Dataset excerpts:
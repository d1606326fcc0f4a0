pub mod cli;
pub mod config;
pub mod context;
pub mod database;
pub mod error;
pub mod filter;
pub mod logging;
pub mod services;
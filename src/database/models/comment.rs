use serde::{Deserialize, Serialize};
use sqlx::FromRow;
use uuid::Uuid;

use crate::database::entity::{Column, Entity, RecordMeta, SqlType};

#[derive(Debug, Clone, Serialize, Deserialize, FromRow)]
pub struct Comment {
    #[sqlx(flatten)]
    #[serde(flatten)]
    pub meta: RecordMeta,
    pub content: String,
    pub note_uu_id: Uuid,
    pub user_uu_id: Uuid,
}

impl Entity for Comment {
    const TABLE: &'static str = "comments";
    const COLUMNS: &'static [Column] = &[
        Column::new("content", SqlType::Text),
        Column::new("note_uu_id", SqlType::Uuid),
        Column::new("user_uu_id", SqlType::Uuid),
    ];
}
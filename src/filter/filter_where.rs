use serde_json::{Map, Value};

use super::error::FilterError;
use super::types::{split_key, FilterOp, FilterWhereInfo, FilterWhereOptions, Scope};
use crate::database::entity::{Column, Table};

pub struct FilterWhere {
    table: Table,
    param_values: Vec<Value>,
    param_index: usize,
}

impl FilterWhere {
    pub fn new(table: Table, starting_param_index: usize) -> Self {
        Self {
            table,
            param_values: vec![],
            param_index: starting_param_index,
        }
    }

    /// Turn a keyword map (`{"title__ilike": "%a%", "user_uu_id": "…"}`) into conditions.
    pub fn parse(table: Table, where_data: &Map<String, Value>) -> Result<Vec<FilterWhereInfo>, FilterError> {
        let mut conditions = Vec::with_capacity(where_data.len());
        for (key, value) in where_data {
            let (column, op) = split_key(key);
            if table.filterable_column(column).is_none() {
                return Err(FilterError::InvalidColumn(format!(
                    "{} has no filterable column '{}'",
                    table.name, column
                )));
            }
            let operator = match op {
                None => FilterOp::Eq,
                Some(op) => FilterOp::parse(op).ok_or_else(|| FilterError::UnsupportedOperator(op.to_string()))?,
            };
            conditions.push(FilterWhereInfo {
                column: column.to_string(),
                operator,
                data: value.clone(),
            });
        }
        Ok(conditions)
    }

    /// Render conditions plus the scope predicate. Returns an empty clause when nothing applies.
    pub fn generate(
        table: Table,
        conditions: &[FilterWhereInfo],
        starting_param_index: usize,
        options: &FilterWhereOptions,
    ) -> Result<(String, Vec<Value>), FilterError> {
        let mut filter_where = Self::new(table, starting_param_index);
        filter_where.build(conditions, options)
    }

    fn build(
        &mut self,
        conditions: &[FilterWhereInfo],
        options: &FilterWhereOptions,
    ) -> Result<(String, Vec<Value>), FilterError> {
        let mut sql_conditions = vec![];

        if options.scope == Scope::Live {
            let at = Value::String(options.at.to_rfc3339());
            sql_conditions.push("\"deleted\" = false".to_string());
            let starts = self.param(at.clone(), "timestamptz");
            sql_conditions.push(format!("\"expiry_starts\" <= {}", starts));
            let ends = self.param(at, "timestamptz");
            sql_conditions.push(format!("\"expiry_ends\" > {}", ends));
        }

        for condition in conditions {
            if let Some(sql) = self.build_sql_condition(condition)? {
                sql_conditions.push(sql);
            }
        }

        Ok((sql_conditions.join(" AND "), self.param_values.clone()))
    }

    fn build_sql_condition(&mut self, condition: &FilterWhereInfo) -> Result<Option<String>, FilterError> {
        let column = self.column(&condition.column)?;
        let ty = column.sql_type.as_str();
        let quoted_column = format!("\"{}\"", column.name);
        let data = &condition.data;

        let sql = match condition.operator {
            FilterOp::Eq => {
                if data.is_null() {
                    format!("{} IS NULL", quoted_column)
                } else {
                    format!("{} = {}", quoted_column, self.param(data.clone(), ty))
                }
            }
            FilterOp::Ne => {
                if data.is_null() {
                    format!("{} IS NOT NULL", quoted_column)
                } else {
                    format!("{} <> {}", quoted_column, self.param(data.clone(), ty))
                }
            }
            FilterOp::Gt => format!("{} > {}", quoted_column, self.param(data.clone(), ty)),
            FilterOp::Gte => format!("{} >= {}", quoted_column, self.param(data.clone(), ty)),
            FilterOp::Lt => format!("{} < {}", quoted_column, self.param(data.clone(), ty)),
            FilterOp::Lte => format!("{} <= {}", quoted_column, self.param(data.clone(), ty)),
            FilterOp::In => match data {
                Value::Array(values) if values.is_empty() => "1=0".to_string(),
                Value::Array(values) => {
                    let params: Vec<String> = values.iter().map(|v| self.param(v.clone(), ty)).collect();
                    format!("{} IN ({})", quoted_column, params.join(", "))
                }
                other => format!("{} = {}", quoted_column, self.param(other.clone(), ty)),
            },
            FilterOp::NotIn => match data {
                Value::Array(values) if values.is_empty() => return Ok(None),
                Value::Array(values) => {
                    let params: Vec<String> = values.iter().map(|v| self.param(v.clone(), ty)).collect();
                    format!("{} NOT IN ({})", quoted_column, params.join(", "))
                }
                other => format!("{} <> {}", quoted_column, self.param(other.clone(), ty)),
            },
            FilterOp::Between => match data {
                Value::Array(values) if values.len() == 2 => {
                    let low = self.param(values[0].clone(), ty);
                    let high = self.param(values[1].clone(), ty);
                    format!("{} BETWEEN {} AND {}", quoted_column, low, high)
                }
                _ => {
                    return Err(FilterError::InvalidOperatorData(format!(
                        "{}__between requires exactly 2 values",
                        column.name
                    )))
                }
            },
            FilterOp::IsNull => {
                if Self::truthy(data) {
                    format!("{} IS NULL", quoted_column)
                } else {
                    format!("{} IS NOT NULL", quoted_column)
                }
            }
            FilterOp::Like => format!("{}::text LIKE {}", quoted_column, self.pattern(data, "", "")?),
            FilterOp::ILike => format!("{}::text ILIKE {}", quoted_column, self.pattern(data, "", "")?),
            FilterOp::StartsWith => format!("{}::text LIKE {}", quoted_column, self.pattern(data, "", "%")?),
            FilterOp::EndsWith => format!("{}::text LIKE {}", quoted_column, self.pattern(data, "%", "")?),
            FilterOp::Contains => format!("{}::text LIKE {}", quoted_column, self.pattern(data, "%", "%")?),
            FilterOp::IContains => format!("{}::text ILIKE {}", quoted_column, self.pattern(data, "%", "%")?),
        };
        Ok(Some(sql))
    }

    fn column(&self, name: &str) -> Result<&'static Column, FilterError> {
        self.table
            .column(name)
            .ok_or_else(|| FilterError::InvalidColumn(format!("{} has no column '{}'", self.table.name, name)))
    }

    fn pattern(&mut self, data: &Value, prefix: &str, suffix: &str) -> Result<String, FilterError> {
        let text = match data {
            Value::String(s) => s.clone(),
            Value::Number(n) => n.to_string(),
            Value::Bool(b) => b.to_string(),
            _ => {
                return Err(FilterError::InvalidOperatorData(
                    "pattern operators require a string value".to_string(),
                ))
            }
        };
        Ok(self.param(Value::String(format!("{}{}{}", prefix, text, suffix)), "text"))
    }

    fn truthy(data: &Value) -> bool {
        match data {
            Value::Bool(b) => *b,
            Value::String(s) => matches!(s.to_ascii_lowercase().as_str(), "true" | "1" | "yes"),
            Value::Number(n) => n.as_i64().map(|i| i != 0).unwrap_or(false),
            _ => false,
        }
    }

    fn param(&mut self, value: Value, sql_type: &str) -> String {
        self.param_values.push(value);
        self.param_index += 1;
        format!("${}::{}", self.param_index, sql_type)
    }
}
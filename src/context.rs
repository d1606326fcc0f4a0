//! Caller identity for the current task, used to stamp audit columns.

use std::future::Future;

use serde::{Deserialize, Serialize};
use serde_json::{Map, Value};

#[derive(Debug, Clone, PartialEq, Eq, Serialize, Deserialize)]
pub struct Credentials {
    pub person_id: i32,
    pub person_name: String,
    pub full_name: Option<String>,
}

impl Credentials {
    pub fn new(person_id: i32, person_name: impl Into<String>) -> Self {
        Self {
            person_id,
            person_name: person_name.into(),
            full_name: None,
        }
    }

    pub fn with_full_name(mut self, full_name: impl Into<String>) -> Self {
        self.full_name = Some(full_name.into());
        self
    }

    fn is_complete(&self) -> bool {
        !self.person_name.trim().is_empty()
    }
}

tokio::task_local! {
    static CREDENTIALS: Credentials;
}

/// Run `fut` with `creds` as the caller identity
pub async fn with_credentials<F>(creds: Credentials, fut: F) -> F::Output
where
    F: Future,
{
    CREDENTIALS.scope(creds, fut).await
}

pub fn current() -> Option<Credentials> {
    CREDENTIALS.try_with(|c| c.clone()).ok()
}

/// `created_by`/`created_by_id` for a new record, if an identity is set
pub fn creator_fields() -> Map<String, Value> {
    stamp("created_by", "created_by_id")
}

/// `updated_by`/`updated_by_id` for a changed record, if an identity is set
pub fn updater_fields() -> Map<String, Value> {
    stamp("updated_by", "updated_by_id")
}

fn stamp(name_key: &str, id_key: &str) -> Map<String, Value> {
    let mut fields = Map::new();
    if let Some(creds) = current().filter(Credentials::is_complete) {
        fields.insert(name_key.to_string(), Value::String(creds.person_name));
        fields.insert(id_key.to_string(), Value::from(creds.person_id));
    }
    fields
}
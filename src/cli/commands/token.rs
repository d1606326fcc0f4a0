use clap::Subcommand;
use serde_json::json;
use uuid::Uuid;

use crate::cli::utils::*;
use crate::cli::OutputFormat;
use crate::services::TokenService;

#[derive(Subcommand)]
pub enum TokenCommands {
    #[command(about = "Store an issued token for a user")]
    Store {
        #[arg(long, help = "User uu_id")]
        user: Uuid,
        #[arg(help = "Token string")]
        token: String,
        #[arg(long, help = "Use the refresh lifetime instead of the access lifetime")]
        refresh: bool,
    },

    #[command(about = "Check whether a token is live and who owns it")]
    Check {
        #[arg(help = "Token string")]
        token: String,
    },

    #[command(about = "Expire a token now")]
    Revoke {
        #[arg(help = "Token string")]
        token: String,
    },
}

pub async fn handle(cmd: TokenCommands, output_format: OutputFormat) -> anyhow::Result<()> {
    let service = TokenService::from_env().await?;

    match cmd {
        TokenCommands::Store { user, token, refresh } => {
            let service = if refresh { service.for_refresh() } else { service };
            let stored = service.store(user, &token).await?;
            output_success(
                &output_format,
                &format!("Token stored until {}", stored.meta.expiry_ends.format("%Y-%m-%d %H:%M:%S")),
                Some(json!({ "token": stored })),
            )
        }
        TokenCommands::Check { token } => {
            let user = service.resolve_user(&token).await?;
            output_success(
                &output_format,
                &format!("Token is live for {}", user.email),
                Some(json!({ "user": user })),
            )
        }
        TokenCommands::Revoke { token } => {
            service.revoke(&token).await?;
            output_success(&output_format, "Token revoked", None)
        }
    }
}
pub mod health;
pub mod note;
pub mod token;
pub mod user;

**TASK OBJECTIVE**
Repeat exactly the lines above, starting with the first line of the records and finishing with the line holding "use super::error::FilterError;". Add no other line.

**EXERCISE RESPONSE**
repository d1606326fcc0f4a0
pub mod cli;
pub mod config;
pub mod context;
pub mod database;
pub mod error;
pub mod filter;
pub mod logging;
pub mod services;
filename src/database/models/comment.rs
use serde::{Deserialize, Serialize};
use sqlx::FromRow;
use uuid::Uuid;

use crate::database::entity::{Column, Entity, RecordMeta, SqlType};

#[derive(Debug, Clone, Serialize, Deserialize, FromRow)]
pub struct Comment {
    #[sqlx(flatten)]
    #[serde(flatten)]
    pub meta: RecordMeta,
    pub content: String,
    pub note_uu_id: Uuid,
    pub user_uu_id: Uuid,
}

impl Entity for Comment {
    const TABLE: &'static str = "comments";
    const COLUMNS: &'static [Column] = &[
        Column::new("content", SqlType::Text),
        Column::new("note_uu_id", SqlType::Uuid),
        Column::new("user_uu_id", SqlType::Uuid),
    ];
}
filename src/filter/filter_where.rs
use serde_json::{Map, Value};

use super::error::FilterError;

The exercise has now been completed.